Retype all of the entries word for word.

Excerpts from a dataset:

Start of Block

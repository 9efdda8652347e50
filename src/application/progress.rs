//! Advisory progress snapshots.
//!
//! Each worker writes a small JSON file under a per-execution directory; the
//! parent reads them to answer UI progress polls. Writes go through a temp
//! file + rename so readers never observe a torn snapshot. The ledger stays
//! authoritative for status; stale reads here are acceptable.

use crate::domain::outcome::{FilterStage, TaskStats};
use crate::domain::task::TaskKey;
use anyhow::{Context, Result};
use chrono::{DateTime, Utc};
use serde::{Deserialize, Serialize};
use std::collections::BTreeMap;
use std::path::{Path, PathBuf};

#[derive(Debug, Clone, Serialize, Deserialize)]
pub struct ProgressSnapshot {
    pub execution_id: String,
    pub strategy_id: i64,
    pub timeframe: String,
    /// Gate the evaluation loop last touched, e.g. "ml_confidence".
    pub current_filter: Option<String>,
    pub timepoint_index: usize,
    pub total_timepoints: usize,
    pub gate_rejections: BTreeMap<FilterStage, u64>,
    pub signals: u64,
    pub no_signals: u64,
    pub early_exits: u64,
    pub updated_at: DateTime<Utc>,
}

impl ProgressSnapshot {
    pub fn from_stats(
        key: &TaskKey,
        stats: &TaskStats,
        timepoint_index: usize,
        total_timepoints: usize,
        current_filter: Option<FilterStage>,
    ) -> Self {
        Self {
            execution_id: key.execution_id.clone(),
            strategy_id: key.strategy_id,
            timeframe: key.timeframe.label().to_string(),
            current_filter: current_filter.map(|s| s.label().to_string()),
            timepoint_index,
            total_timepoints,
            gate_rejections: stats.gate_rejections.clone(),
            signals: stats.signals,
            no_signals: stats.no_signals,
            early_exits: stats.total_early_exits(),
            updated_at: Utc::now(),
        }
    }
}

/// Filesystem store rooted at `<progress_dir>/<execution_id>/`, one file per
/// task keyed by `<strategy_id>_<timeframe>.json`.
#[derive(Clone)]
pub struct ProgressStore {
    execution_dir: PathBuf,
}

impl ProgressStore {
    pub fn new(progress_dir: &Path, execution_id: &str) -> Result<Self> {
        let execution_dir = progress_dir.join(execution_id);
        std::fs::create_dir_all(&execution_dir)
            .with_context(|| format!("Failed to create progress dir {:?}", execution_dir))?;
        Ok(Self { execution_dir })
    }

    fn path_for(&self, key: &TaskKey) -> PathBuf {
        self.execution_dir.join(format!("{}.json", key.file_stem()))
    }

    pub fn write(&self, key: &TaskKey, snapshot: &ProgressSnapshot) -> Result<()> {
        let path = self.path_for(key);
        let tmp = path.with_extension("json.tmp");
        let raw = serde_json::to_vec_pretty(snapshot)?;
        std::fs::write(&tmp, raw)
            .with_context(|| format!("Failed to write snapshot {:?}", tmp))?;
        std::fs::rename(&tmp, &path)
            .with_context(|| format!("Failed to publish snapshot {:?}", path))?;
        Ok(())
    }

    pub fn read(&self, key: &TaskKey) -> Result<Option<ProgressSnapshot>> {
        let path = self.path_for(key);
        if !path.exists() {
            return Ok(None);
        }
        let raw = std::fs::read_to_string(&path)
            .with_context(|| format!("Failed to read snapshot {:?}", path))?;
        Ok(Some(serde_json::from_str(&raw)?))
    }

    /// All task snapshots of the execution, for the parent's progress poll.
    pub fn read_all(&self) -> Result<Vec<ProgressSnapshot>> {
        let mut snapshots = Vec::new();
        for entry in std::fs::read_dir(&self.execution_dir)? {
            let path = entry?.path();
            if path.extension().and_then(|e| e.to_str()) != Some("json") {
                continue;
            }
            // Tolerate torn/partial files from a dying worker.
            if let Ok(raw) = std::fs::read_to_string(&path)
                && let Ok(snapshot) = serde_json::from_str(&raw)
            {
                snapshots.push(snapshot);
            }
        }
        Ok(snapshots)
    }
}

#[cfg(test)]
mod tests {
    use super::*;
    use crate::domain::timeframe::Timeframe;

    fn key() -> TaskKey {
        TaskKey {
            execution_id: "symbol_addition_20250314092653_ab12cd34".to_string(),
            strategy_id: 3,
            timeframe: Timeframe::OneHour,
        }
    }

    #[test]
    fn test_write_read_round_trip() {
        let dir = tempfile::tempdir().unwrap();
        let store = ProgressStore::new(dir.path(), "symbol_addition_20250314092653_ab12cd34")
            .unwrap();
        let key = key();

        let mut stats = TaskStats::default();
        stats.record_gate_rejection(FilterStage::Volatility);
        stats.signals = 2;
        let snapshot =
            ProgressSnapshot::from_stats(&key, &stats, 120, 500, Some(FilterStage::Volatility));
        store.write(&key, &snapshot).unwrap();

        let loaded = store.read(&key).unwrap().unwrap();
        assert_eq!(loaded.timepoint_index, 120);
        assert_eq!(loaded.signals, 2);
        assert_eq!(loaded.current_filter.as_deref(), Some("volatility"));
        assert_eq!(loaded.gate_rejections[&FilterStage::Volatility], 1);
    }

    #[test]
    fn test_read_all_tolerates_garbage() {
        let dir = tempfile::tempdir().unwrap();
        let store = ProgressStore::new(dir.path(), "exec").unwrap();
        let key = key();
        let snapshot = ProgressSnapshot::from_stats(&key, &TaskStats::default(), 1, 10, None);
        store.write(&key, &snapshot).unwrap();
        std::fs::write(dir.path().join("exec").join("torn.json"), b"{not json").unwrap();

        let all = store.read_all().unwrap();
        assert_eq!(all.len(), 1);
    }

    #[test]
    fn test_missing_snapshot_is_none() {
        let dir = tempfile::tempdir().unwrap();
        let store = ProgressStore::new(dir.path(), "exec").unwrap();
        assert!(store.read(&key()).unwrap().is_none());
    }
}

End of Block

* [Response to the task]:
repository 9efdda8652347e50
filename src/application/progress.rs
//! Advisory progress snapshots.
//!
//! Each worker writes a small JSON file under a per-execution directory; the
//! parent reads them to answer UI progress polls. Writes go through a temp
//! file + rename so readers never observe a torn snapshot. The ledger stays
//! authoritative for status; stale reads here are acceptable.

use crate::domain::outcome::{FilterStage, TaskStats};
use crate::domain::task::TaskKey;
use anyhow::{Context, Result};
use chrono::{DateTime, Utc};
use serde::{Deserialize, Serialize};
use std::collections::BTreeMap;
use std::path::{Path, PathBuf};

#[derive(Debug, Clone, Serialize, Deserialize)]
pub struct ProgressSnapshot {
    pub execution_id: String,
    pub strategy_id: i64,
    pub timeframe: String,
    /// Gate the evaluation loop last touched, e.g. "ml_confidence".
    pub current_filter: Option<String>,
    pub timepoint_index: usize,
    pub total_timepoints: usize,
    pub gate_rejections: BTreeMap<FilterStage, u64>,
    pub signals: u64,
    pub no_signals: u64,
    pub early_exits: u64,
    pub updated_at: DateTime<Utc>,
}

impl ProgressSnapshot {
    pub fn from_stats(
        key: &TaskKey,
        stats: &TaskStats,
        timepoint_index: usize,
        total_timepoints: usize,
        current_filter: Option<FilterStage>,
    ) -> Self {
        Self {
            execution_id: key.execution_id.clone(),
            strategy_id: key.strategy_id,
            timeframe: key.timeframe.label().to_string(),
            current_filter: current_filter.map(|s| s.label().to_string()),
            timepoint_index,
            total_timepoints,
            gate_rejections: stats.gate_rejections.clone(),
            signals: stats.signals,
            no_signals: stats.no_signals,
            early_exits: stats.total_early_exits(),
            updated_at: Utc::now(),
        }
    }
}

/// Filesystem store rooted at `<progress_dir>/<execution_id>/`, one file per
/// task keyed by `<strategy_id>_<timeframe>.json`.
#[derive(Clone)]
pub struct ProgressStore {
    execution_dir: PathBuf,
}

impl ProgressStore {
    pub fn new(progress_dir: &Path, execution_id: &str) -> Result<Self> {
        let execution_dir = progress_dir.join(execution_id);
        std::fs::create_dir_all(&execution_dir)
            .with_context(|| format!("Failed to create progress dir {:?}", execution_dir))?;
        Ok(Self { execution_dir })
    }

    fn path_for(&self, key: &TaskKey) -> PathBuf {
        self.execution_dir.join(format!("{}.json", key.file_stem()))
    }

    pub fn write(&self, key: &TaskKey, snapshot: &ProgressSnapshot) -> Result<()> {
        let path = self.path_for(key);
        let tmp = path.with_extension("json.tmp");
        let raw = serde_json::to_vec_pretty(snapshot)?;
        std::fs::write(&tmp, raw)
            .with_context(|| format!("Failed to write snapshot {:?}", tmp))?;
        std::fs::rename(&tmp, &path)
            .with_context(|| format!("Failed to publish snapshot {:?}", path))?;
        Ok(())
    }

    pub fn read(&self, key: &TaskKey) -> Result<Option<ProgressSnapshot>> {
        let path = self.path_for(key);
        if !path.exists() {
            return Ok(None);
        }
        let raw = std::fs::read_to_string(&path)
            .with_context(|| format!("Failed to read snapshot {:?}", path))?;
        Ok(Some(serde_json::from_str(&raw)?))
    }

    /// All task snapshots of the execution, for the parent's progress poll.
    pub fn read_all(&self) -> Result<Vec<ProgressSnapshot>> {
        let mut snapshots = Vec::new();
        for entry in std::fs::read_dir(&self.execution_dir)? {
            let path = entry?.path();
            if path.extension().and_then(|e| e.to_str()) != Some("json") {
                continue;
            }
            // Tolerate torn/partial files from a dying worker.
            if let Ok(raw) = std::fs::read_to_string(&path)
                && let Ok(snapshot) = serde_json::from_str(&raw)
            {
                snapshots.push(snapshot);
            }
        }
        Ok(snapshots)
    }
}

#[cfg(test)]
mod tests {
    use super::*;
    use crate::domain::timeframe::Timeframe;

    fn key() -> TaskKey {
        TaskKey {
            execution_id: "symbol_addition_20250314092653_ab12cd34".to_string(),
            strategy_id: 3,
            timeframe: Timeframe::OneHour,
        }
    }

    #[test]
    fn test_write_read_round_trip() {
        let dir = tempfile::tempdir().unwrap();
        let store = ProgressStore::new(dir.path(), "symbol_addition_20250314092653_ab12cd34")
            .unwrap();
        let key = key();

        let mut stats = TaskStats::default();
        stats.record_gate_rejection(FilterStage::Volatility);
        stats.signals = 2;
        let snapshot =
            ProgressSnapshot::from_stats(&key, &stats, 120, 500, Some(FilterStage::Volatility));
        store.write(&key, &snapshot).unwrap();

        let loaded = store.read(&key).unwrap().unwrap();
        assert_eq!(loaded.timepoint_index, 120);
        assert_eq!(loaded.signals, 2);
        assert_eq!(loaded.current_filter.as_deref(), Some("volatility"));
        assert_eq!(loaded.gate_rejections[&FilterStage::Volatility], 1);
    }

    #[test]
    fn test_read_all_tolerates_garbage() {
        let dir = tempfile::tempdir().unwrap();
        let store = ProgressStore::new(dir.path(), "exec").unwrap();
        let key = key();
        let snapshot = ProgressSnapshot::from_stats(&key, &TaskStats::default(), 1, 10, None);
        store.write(&key, &snapshot).unwrap();
        std::fs::write(dir.path().join("exec").join("torn.json"), b"{not json").unwrap();

        let all = store.read_all().unwrap();
        assert_eq!(all.len(), 1);
    }

    #[test]
    fn test_missing_snapshot_is_none() {
        let dir = tempfile::tempdir().unwrap();
        let store = ProgressStore::new(dir.path(), "exec").unwrap();
        assert!(store.read(&key()).unwrap().is_none());
    }
}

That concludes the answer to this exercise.